#### Your assignment:
Identify each line in the records below that contains the word "pulled", and copy it.

(Source records)

·····

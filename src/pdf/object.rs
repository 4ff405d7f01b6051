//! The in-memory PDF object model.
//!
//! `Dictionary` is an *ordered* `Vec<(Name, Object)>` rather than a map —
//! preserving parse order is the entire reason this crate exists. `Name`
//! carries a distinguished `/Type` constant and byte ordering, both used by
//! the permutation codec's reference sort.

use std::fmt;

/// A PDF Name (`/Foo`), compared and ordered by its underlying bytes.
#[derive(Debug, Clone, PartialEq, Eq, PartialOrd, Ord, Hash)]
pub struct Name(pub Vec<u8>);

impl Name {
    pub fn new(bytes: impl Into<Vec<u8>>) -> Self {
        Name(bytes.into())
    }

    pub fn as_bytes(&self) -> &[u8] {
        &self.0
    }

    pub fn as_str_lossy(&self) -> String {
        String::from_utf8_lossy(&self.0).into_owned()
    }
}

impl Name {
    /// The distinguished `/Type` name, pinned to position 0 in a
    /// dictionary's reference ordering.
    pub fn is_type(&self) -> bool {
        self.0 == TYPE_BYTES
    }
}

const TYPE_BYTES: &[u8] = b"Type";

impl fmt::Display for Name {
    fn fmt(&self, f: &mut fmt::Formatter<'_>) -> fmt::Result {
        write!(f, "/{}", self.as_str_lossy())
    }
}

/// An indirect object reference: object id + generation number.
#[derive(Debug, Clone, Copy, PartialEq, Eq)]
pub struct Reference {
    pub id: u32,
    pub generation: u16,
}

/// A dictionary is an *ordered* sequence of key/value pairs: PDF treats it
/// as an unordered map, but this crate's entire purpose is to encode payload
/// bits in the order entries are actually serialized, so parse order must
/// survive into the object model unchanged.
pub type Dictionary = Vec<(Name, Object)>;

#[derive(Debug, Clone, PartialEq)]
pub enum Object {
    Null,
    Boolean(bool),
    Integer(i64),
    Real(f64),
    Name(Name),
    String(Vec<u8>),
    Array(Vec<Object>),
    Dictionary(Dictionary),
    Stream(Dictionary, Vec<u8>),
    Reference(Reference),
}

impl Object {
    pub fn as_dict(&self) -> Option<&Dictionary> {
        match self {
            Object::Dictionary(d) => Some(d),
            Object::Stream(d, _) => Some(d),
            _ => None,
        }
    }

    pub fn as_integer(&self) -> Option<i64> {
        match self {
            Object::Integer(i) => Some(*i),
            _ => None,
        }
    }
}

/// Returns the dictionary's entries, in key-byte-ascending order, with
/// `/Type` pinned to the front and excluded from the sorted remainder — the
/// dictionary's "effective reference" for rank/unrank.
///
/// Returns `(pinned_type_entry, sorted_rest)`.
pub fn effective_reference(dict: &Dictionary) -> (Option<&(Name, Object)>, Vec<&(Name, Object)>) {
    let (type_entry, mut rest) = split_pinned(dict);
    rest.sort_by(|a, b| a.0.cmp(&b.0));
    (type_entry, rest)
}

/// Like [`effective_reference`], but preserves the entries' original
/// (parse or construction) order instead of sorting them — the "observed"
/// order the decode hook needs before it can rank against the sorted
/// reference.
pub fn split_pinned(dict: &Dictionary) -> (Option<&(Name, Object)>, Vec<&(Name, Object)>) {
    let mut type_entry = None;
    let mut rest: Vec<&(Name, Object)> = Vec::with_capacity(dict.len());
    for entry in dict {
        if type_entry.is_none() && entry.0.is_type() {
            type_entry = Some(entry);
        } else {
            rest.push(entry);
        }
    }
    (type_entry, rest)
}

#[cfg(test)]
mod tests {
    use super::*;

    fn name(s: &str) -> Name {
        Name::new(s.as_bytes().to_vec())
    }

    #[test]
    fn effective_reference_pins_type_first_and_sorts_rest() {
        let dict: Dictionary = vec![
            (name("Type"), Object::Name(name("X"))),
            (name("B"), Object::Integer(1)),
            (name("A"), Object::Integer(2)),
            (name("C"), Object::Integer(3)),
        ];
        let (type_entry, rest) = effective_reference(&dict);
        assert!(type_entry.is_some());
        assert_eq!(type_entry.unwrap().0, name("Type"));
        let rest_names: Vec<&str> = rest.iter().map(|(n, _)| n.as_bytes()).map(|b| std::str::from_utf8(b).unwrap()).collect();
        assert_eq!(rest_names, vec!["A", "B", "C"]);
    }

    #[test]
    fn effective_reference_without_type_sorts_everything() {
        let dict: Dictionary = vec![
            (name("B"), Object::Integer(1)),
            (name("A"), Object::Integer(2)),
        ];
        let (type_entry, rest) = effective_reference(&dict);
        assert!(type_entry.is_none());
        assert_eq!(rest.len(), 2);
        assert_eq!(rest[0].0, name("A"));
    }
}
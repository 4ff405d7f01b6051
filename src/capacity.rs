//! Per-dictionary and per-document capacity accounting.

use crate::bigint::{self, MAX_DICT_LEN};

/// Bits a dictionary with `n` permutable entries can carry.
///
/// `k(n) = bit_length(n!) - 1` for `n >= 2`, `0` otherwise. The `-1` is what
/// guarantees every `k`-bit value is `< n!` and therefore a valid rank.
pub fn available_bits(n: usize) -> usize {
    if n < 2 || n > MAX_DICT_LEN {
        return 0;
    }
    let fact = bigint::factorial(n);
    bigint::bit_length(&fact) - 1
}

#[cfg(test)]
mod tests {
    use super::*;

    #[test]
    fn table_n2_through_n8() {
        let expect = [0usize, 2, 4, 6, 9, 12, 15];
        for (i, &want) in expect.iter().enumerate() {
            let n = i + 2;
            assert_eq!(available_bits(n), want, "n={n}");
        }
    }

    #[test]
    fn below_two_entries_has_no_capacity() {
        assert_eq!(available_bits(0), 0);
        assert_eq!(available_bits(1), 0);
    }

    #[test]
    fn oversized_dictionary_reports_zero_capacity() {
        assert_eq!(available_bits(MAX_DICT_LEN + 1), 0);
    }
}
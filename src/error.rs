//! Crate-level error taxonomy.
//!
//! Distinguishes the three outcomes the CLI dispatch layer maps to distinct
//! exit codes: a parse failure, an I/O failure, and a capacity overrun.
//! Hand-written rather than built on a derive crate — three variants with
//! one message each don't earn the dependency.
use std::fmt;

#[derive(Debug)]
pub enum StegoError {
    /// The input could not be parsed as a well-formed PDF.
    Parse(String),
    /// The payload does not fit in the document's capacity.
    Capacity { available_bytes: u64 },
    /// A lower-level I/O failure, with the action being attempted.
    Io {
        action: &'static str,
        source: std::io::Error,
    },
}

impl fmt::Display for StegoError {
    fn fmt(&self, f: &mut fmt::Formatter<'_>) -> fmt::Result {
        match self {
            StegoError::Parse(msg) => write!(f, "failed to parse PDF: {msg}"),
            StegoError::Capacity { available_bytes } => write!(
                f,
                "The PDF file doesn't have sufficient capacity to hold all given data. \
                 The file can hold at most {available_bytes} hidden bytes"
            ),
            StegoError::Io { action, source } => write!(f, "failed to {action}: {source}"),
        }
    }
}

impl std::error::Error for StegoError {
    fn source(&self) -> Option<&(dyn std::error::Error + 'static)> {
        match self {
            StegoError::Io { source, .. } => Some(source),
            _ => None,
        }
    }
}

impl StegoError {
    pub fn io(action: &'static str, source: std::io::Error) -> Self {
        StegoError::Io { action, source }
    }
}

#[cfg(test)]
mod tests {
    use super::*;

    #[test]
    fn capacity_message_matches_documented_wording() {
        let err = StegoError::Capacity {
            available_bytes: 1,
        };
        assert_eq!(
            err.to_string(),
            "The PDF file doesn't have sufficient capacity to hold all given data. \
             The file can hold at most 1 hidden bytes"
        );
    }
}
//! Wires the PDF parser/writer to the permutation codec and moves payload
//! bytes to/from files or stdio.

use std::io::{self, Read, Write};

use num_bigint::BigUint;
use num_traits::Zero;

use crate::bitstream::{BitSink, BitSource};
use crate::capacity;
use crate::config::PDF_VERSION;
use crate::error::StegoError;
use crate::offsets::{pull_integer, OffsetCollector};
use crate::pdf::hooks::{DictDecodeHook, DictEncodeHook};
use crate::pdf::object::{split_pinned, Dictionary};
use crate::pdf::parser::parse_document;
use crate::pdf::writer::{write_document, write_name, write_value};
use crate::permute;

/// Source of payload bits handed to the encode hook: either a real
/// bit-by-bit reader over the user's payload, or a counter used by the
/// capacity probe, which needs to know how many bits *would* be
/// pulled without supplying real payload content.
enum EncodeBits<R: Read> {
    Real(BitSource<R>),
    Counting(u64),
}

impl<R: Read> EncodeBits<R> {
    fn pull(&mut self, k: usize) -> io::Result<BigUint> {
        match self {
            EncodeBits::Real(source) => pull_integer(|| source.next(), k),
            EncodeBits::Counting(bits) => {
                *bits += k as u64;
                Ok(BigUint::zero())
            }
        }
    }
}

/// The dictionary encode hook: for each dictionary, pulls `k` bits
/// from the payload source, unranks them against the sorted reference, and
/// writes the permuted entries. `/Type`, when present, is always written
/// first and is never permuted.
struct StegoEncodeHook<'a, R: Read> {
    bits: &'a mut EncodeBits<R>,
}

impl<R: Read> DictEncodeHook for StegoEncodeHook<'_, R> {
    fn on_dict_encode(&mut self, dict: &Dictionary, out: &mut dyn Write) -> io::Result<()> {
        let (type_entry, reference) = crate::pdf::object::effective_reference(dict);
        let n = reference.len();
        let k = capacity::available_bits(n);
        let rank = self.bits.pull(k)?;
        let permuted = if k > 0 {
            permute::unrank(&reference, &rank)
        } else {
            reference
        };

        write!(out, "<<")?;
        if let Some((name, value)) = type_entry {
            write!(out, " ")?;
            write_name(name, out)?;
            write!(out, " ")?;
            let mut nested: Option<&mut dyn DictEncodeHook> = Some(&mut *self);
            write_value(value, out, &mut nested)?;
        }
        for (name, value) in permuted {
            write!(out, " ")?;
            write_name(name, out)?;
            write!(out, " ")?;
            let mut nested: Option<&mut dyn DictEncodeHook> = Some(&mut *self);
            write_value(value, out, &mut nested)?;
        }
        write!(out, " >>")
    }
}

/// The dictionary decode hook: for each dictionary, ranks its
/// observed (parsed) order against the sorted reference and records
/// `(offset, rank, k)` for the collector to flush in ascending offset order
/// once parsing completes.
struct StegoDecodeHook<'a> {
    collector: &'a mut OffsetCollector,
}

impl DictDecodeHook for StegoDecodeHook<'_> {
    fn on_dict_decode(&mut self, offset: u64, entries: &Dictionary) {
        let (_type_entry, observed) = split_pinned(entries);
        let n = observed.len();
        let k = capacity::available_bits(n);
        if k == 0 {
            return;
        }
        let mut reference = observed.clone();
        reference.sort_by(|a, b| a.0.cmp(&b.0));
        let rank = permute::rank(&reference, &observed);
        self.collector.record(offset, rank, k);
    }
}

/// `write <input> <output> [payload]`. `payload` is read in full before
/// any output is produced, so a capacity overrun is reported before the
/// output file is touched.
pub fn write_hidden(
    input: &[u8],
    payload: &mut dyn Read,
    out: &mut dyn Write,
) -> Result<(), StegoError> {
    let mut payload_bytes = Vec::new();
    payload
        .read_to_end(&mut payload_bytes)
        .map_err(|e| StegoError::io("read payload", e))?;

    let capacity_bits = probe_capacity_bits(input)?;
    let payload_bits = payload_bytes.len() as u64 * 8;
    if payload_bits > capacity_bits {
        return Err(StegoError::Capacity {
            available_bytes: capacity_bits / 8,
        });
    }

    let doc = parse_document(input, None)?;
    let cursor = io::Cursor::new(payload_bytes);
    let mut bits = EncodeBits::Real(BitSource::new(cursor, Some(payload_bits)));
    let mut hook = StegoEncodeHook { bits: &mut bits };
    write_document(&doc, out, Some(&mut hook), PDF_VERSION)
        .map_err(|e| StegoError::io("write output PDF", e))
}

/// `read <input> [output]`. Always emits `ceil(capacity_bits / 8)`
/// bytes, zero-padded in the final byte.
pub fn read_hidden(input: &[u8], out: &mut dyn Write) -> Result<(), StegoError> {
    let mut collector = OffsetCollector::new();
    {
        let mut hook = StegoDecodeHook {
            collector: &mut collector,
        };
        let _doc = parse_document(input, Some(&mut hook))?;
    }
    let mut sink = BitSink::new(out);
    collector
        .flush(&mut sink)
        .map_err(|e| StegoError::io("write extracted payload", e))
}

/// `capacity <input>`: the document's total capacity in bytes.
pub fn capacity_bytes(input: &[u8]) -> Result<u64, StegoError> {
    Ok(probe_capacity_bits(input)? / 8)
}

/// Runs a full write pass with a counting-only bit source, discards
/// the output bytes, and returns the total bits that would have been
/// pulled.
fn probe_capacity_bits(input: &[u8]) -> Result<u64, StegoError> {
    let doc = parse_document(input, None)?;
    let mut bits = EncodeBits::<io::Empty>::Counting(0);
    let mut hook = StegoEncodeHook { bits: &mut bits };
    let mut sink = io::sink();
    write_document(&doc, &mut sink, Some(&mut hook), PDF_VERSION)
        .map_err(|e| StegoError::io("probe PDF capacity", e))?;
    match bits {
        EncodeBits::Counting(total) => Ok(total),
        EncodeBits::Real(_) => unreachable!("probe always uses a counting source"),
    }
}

·····

#### Result for this task:
/// pulled without supplying real payload content.
/// pulled.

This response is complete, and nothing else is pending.